* **PROBLEM STATEMENT**:
Search term "Other": copy each line of the records that contains it.

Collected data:
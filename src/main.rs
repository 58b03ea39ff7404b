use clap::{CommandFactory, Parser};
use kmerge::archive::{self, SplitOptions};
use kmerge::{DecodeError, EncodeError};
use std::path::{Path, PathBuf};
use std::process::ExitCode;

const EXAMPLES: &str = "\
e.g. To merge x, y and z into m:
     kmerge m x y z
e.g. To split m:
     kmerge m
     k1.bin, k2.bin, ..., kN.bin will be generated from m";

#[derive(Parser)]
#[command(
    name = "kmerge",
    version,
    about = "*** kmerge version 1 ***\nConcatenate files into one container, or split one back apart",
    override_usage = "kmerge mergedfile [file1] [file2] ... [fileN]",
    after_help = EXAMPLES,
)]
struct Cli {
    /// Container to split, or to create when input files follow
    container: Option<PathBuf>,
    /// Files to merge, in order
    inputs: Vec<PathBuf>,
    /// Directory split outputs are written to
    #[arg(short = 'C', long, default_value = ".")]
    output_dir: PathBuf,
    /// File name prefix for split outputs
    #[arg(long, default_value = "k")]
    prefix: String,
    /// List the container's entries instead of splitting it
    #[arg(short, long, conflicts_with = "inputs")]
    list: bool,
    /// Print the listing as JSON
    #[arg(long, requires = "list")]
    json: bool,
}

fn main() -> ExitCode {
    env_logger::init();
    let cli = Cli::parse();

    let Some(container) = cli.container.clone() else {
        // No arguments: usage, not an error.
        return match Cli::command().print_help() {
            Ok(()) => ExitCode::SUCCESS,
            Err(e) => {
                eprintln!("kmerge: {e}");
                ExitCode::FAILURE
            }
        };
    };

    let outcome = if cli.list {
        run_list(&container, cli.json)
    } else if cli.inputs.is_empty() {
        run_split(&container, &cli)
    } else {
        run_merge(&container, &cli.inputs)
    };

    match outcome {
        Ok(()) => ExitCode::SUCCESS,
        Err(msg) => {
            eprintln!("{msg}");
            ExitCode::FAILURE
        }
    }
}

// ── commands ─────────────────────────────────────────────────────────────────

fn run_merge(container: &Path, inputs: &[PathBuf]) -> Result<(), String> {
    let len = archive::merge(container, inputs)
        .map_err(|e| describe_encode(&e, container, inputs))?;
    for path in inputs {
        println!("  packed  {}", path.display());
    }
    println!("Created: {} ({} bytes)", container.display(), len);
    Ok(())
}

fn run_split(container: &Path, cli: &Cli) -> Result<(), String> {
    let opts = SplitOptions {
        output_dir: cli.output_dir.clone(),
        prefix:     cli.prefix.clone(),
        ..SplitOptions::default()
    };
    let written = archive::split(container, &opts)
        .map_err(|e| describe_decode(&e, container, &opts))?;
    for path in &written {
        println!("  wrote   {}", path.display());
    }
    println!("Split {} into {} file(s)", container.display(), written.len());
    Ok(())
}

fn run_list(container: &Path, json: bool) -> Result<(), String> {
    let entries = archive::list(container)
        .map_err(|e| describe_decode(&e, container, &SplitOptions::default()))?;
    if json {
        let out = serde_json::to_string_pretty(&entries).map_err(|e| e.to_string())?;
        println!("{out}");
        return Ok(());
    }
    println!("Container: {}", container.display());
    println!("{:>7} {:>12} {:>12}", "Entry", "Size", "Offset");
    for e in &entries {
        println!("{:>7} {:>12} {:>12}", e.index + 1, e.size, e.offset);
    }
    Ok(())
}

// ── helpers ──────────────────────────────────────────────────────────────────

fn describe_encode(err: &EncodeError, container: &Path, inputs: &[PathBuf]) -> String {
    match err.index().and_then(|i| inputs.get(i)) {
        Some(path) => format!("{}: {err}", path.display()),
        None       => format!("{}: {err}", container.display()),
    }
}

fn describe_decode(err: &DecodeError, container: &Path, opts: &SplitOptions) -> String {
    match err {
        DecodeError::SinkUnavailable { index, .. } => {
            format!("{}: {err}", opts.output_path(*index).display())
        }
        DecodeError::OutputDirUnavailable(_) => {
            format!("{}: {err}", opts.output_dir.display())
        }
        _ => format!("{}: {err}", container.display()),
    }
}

...

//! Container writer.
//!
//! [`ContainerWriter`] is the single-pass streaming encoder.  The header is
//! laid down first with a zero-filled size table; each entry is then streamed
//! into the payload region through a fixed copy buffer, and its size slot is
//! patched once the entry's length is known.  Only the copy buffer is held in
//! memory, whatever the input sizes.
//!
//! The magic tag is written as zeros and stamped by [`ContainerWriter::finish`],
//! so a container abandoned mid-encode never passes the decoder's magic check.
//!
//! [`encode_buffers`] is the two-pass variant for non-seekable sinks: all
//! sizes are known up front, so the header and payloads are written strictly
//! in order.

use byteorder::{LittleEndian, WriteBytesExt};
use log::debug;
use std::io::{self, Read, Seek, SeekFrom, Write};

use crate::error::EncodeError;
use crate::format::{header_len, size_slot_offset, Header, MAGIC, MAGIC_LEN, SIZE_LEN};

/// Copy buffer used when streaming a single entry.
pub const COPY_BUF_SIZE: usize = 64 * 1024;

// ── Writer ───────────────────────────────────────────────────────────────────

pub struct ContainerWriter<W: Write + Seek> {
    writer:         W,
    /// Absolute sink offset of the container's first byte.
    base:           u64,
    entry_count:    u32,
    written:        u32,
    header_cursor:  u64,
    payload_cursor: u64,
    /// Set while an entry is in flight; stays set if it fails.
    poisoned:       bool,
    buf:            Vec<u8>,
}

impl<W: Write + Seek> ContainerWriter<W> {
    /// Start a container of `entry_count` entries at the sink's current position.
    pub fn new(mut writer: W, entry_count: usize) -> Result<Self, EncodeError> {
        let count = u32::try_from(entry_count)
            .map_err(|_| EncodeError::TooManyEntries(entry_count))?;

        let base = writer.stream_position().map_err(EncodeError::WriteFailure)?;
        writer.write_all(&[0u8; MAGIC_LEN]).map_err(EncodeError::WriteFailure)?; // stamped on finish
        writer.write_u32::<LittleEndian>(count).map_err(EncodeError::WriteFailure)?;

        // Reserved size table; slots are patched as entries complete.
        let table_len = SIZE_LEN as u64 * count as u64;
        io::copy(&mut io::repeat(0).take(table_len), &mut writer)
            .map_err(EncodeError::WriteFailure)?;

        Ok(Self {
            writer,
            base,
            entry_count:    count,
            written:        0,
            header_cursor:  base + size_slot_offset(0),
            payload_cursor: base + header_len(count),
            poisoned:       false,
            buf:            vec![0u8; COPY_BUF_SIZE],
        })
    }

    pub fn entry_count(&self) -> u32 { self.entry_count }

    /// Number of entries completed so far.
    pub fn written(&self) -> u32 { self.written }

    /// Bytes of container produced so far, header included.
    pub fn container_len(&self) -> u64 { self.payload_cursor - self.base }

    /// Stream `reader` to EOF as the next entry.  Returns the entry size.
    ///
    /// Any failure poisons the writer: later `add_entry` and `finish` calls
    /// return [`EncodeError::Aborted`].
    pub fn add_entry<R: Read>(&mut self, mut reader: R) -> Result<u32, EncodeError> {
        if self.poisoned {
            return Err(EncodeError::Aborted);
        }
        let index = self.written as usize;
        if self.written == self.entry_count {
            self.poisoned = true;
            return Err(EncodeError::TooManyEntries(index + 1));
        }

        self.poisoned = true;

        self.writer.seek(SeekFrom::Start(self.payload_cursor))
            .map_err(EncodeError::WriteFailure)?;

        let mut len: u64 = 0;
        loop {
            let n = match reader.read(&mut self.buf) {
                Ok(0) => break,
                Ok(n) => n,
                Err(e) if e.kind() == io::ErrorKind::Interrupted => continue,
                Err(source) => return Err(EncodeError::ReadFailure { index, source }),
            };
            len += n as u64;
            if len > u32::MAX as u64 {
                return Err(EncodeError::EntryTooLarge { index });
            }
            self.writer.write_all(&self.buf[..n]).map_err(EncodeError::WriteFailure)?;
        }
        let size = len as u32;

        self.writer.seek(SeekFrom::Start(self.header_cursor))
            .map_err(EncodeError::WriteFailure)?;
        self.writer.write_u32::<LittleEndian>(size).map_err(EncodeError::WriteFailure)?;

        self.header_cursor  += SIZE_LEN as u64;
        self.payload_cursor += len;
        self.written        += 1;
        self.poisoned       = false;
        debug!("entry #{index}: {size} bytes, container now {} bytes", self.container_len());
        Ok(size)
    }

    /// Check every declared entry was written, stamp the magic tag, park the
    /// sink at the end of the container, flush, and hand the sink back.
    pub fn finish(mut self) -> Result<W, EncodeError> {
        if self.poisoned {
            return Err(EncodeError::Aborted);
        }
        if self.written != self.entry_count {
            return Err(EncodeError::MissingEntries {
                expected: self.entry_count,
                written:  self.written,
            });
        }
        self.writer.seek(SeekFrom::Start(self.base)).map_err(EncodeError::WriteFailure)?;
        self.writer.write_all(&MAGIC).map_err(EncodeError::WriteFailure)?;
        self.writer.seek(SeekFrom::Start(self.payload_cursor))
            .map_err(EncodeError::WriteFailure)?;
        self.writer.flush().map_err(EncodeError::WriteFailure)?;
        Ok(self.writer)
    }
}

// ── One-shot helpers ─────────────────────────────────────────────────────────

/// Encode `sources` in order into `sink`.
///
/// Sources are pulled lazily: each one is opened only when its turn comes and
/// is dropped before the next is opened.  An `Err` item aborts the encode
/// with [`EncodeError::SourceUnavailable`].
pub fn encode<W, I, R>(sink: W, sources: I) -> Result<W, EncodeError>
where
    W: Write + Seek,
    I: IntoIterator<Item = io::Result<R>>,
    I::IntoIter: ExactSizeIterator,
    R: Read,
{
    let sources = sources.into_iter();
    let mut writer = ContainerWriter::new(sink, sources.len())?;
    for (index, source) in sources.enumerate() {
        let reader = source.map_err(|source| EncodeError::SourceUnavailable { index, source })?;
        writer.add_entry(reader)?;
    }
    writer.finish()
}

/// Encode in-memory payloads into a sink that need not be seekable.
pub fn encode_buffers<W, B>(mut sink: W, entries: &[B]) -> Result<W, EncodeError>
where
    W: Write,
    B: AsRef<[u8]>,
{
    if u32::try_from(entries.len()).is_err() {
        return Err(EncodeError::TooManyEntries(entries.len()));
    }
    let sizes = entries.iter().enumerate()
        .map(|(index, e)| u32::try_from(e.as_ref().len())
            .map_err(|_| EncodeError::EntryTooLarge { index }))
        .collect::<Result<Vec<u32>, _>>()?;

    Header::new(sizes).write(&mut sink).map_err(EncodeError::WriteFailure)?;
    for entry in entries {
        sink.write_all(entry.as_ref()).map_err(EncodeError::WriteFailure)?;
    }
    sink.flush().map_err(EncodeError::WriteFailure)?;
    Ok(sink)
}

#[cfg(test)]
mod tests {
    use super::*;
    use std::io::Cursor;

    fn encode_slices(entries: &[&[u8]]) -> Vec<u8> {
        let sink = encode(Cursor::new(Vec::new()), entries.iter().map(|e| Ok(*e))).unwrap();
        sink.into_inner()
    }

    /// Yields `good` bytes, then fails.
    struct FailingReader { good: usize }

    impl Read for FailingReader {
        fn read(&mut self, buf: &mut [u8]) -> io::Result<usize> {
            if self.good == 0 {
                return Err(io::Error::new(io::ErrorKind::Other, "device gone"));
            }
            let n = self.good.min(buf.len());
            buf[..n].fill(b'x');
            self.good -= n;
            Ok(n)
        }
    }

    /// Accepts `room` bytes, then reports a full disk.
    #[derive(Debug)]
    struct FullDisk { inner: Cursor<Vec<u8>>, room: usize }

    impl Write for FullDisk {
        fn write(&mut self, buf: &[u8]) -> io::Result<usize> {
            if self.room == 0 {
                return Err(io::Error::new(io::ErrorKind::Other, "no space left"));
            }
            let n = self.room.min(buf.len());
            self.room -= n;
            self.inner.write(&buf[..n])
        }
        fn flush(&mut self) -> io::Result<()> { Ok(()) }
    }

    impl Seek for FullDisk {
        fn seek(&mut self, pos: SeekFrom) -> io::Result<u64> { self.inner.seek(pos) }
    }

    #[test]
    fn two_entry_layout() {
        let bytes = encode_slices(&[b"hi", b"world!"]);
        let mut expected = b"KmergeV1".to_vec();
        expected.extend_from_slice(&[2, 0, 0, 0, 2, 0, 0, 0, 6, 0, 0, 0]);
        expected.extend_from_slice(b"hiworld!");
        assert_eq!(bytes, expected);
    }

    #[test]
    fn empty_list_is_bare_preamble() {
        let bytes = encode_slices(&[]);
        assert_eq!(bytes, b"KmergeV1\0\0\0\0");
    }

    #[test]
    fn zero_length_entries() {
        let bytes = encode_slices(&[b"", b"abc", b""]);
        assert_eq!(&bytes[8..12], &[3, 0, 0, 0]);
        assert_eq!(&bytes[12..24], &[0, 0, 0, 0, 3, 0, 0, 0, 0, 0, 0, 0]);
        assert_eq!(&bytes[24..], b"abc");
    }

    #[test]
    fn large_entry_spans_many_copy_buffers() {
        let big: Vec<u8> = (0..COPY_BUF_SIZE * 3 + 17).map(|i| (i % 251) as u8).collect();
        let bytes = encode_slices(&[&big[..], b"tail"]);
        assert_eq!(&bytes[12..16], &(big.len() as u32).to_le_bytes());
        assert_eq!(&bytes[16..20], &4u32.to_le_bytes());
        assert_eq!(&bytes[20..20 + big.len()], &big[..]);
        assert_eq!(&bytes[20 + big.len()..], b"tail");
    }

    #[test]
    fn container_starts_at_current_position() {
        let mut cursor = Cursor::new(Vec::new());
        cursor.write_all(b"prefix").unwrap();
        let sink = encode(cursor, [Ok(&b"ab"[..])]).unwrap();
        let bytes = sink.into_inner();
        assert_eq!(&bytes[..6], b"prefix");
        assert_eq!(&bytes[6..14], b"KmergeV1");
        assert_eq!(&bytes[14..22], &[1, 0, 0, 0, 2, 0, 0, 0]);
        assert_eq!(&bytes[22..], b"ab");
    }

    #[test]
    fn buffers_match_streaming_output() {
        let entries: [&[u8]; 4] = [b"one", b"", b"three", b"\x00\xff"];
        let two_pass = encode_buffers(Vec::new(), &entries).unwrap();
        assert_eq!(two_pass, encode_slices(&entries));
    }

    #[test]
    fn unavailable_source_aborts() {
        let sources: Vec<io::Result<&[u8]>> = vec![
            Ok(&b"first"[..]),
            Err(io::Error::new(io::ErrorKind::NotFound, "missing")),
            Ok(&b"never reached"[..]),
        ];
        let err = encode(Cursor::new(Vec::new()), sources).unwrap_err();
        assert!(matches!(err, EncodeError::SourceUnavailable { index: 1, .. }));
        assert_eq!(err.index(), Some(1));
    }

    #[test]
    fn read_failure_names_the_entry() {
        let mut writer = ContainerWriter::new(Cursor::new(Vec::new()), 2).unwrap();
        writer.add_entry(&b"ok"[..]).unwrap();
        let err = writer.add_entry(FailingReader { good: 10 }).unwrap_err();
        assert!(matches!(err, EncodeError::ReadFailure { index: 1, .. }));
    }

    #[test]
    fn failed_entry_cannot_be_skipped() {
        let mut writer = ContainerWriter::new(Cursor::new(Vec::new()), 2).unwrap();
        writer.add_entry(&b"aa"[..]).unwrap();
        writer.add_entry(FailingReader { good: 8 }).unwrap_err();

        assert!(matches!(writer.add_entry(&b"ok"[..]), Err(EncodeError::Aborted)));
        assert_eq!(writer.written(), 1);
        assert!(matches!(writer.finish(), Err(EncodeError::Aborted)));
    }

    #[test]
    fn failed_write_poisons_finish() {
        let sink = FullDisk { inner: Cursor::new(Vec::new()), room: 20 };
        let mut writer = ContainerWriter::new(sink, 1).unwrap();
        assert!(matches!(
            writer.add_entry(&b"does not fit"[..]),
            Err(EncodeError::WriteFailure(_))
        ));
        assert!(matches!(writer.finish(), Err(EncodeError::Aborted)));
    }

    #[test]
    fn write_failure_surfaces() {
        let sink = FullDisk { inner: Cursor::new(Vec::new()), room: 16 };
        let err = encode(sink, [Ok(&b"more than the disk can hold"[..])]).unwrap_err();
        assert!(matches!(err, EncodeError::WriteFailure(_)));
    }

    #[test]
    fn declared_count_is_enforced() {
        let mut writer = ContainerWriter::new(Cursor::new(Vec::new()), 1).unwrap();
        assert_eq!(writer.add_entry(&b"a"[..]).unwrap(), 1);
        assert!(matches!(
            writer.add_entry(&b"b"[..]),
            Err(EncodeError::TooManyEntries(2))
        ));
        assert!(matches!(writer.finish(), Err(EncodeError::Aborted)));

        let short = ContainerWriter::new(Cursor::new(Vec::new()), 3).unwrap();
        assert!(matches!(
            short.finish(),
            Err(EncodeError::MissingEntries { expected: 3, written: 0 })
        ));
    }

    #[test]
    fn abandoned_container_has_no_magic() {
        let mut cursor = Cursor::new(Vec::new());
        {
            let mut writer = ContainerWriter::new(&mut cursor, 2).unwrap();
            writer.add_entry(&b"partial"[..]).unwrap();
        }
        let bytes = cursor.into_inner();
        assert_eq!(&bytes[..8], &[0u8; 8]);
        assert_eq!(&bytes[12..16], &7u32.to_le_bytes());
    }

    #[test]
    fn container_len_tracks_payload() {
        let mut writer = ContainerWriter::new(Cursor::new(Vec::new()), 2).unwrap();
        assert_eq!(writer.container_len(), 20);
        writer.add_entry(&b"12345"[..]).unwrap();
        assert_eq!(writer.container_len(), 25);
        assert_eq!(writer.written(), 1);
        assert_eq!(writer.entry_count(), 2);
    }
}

* **EXERCISE RESULT**:
                return Err(io::Error::new(io::ErrorKind::Other, "device gone"));
                return Err(io::Error::new(io::ErrorKind::Other, "no space left"));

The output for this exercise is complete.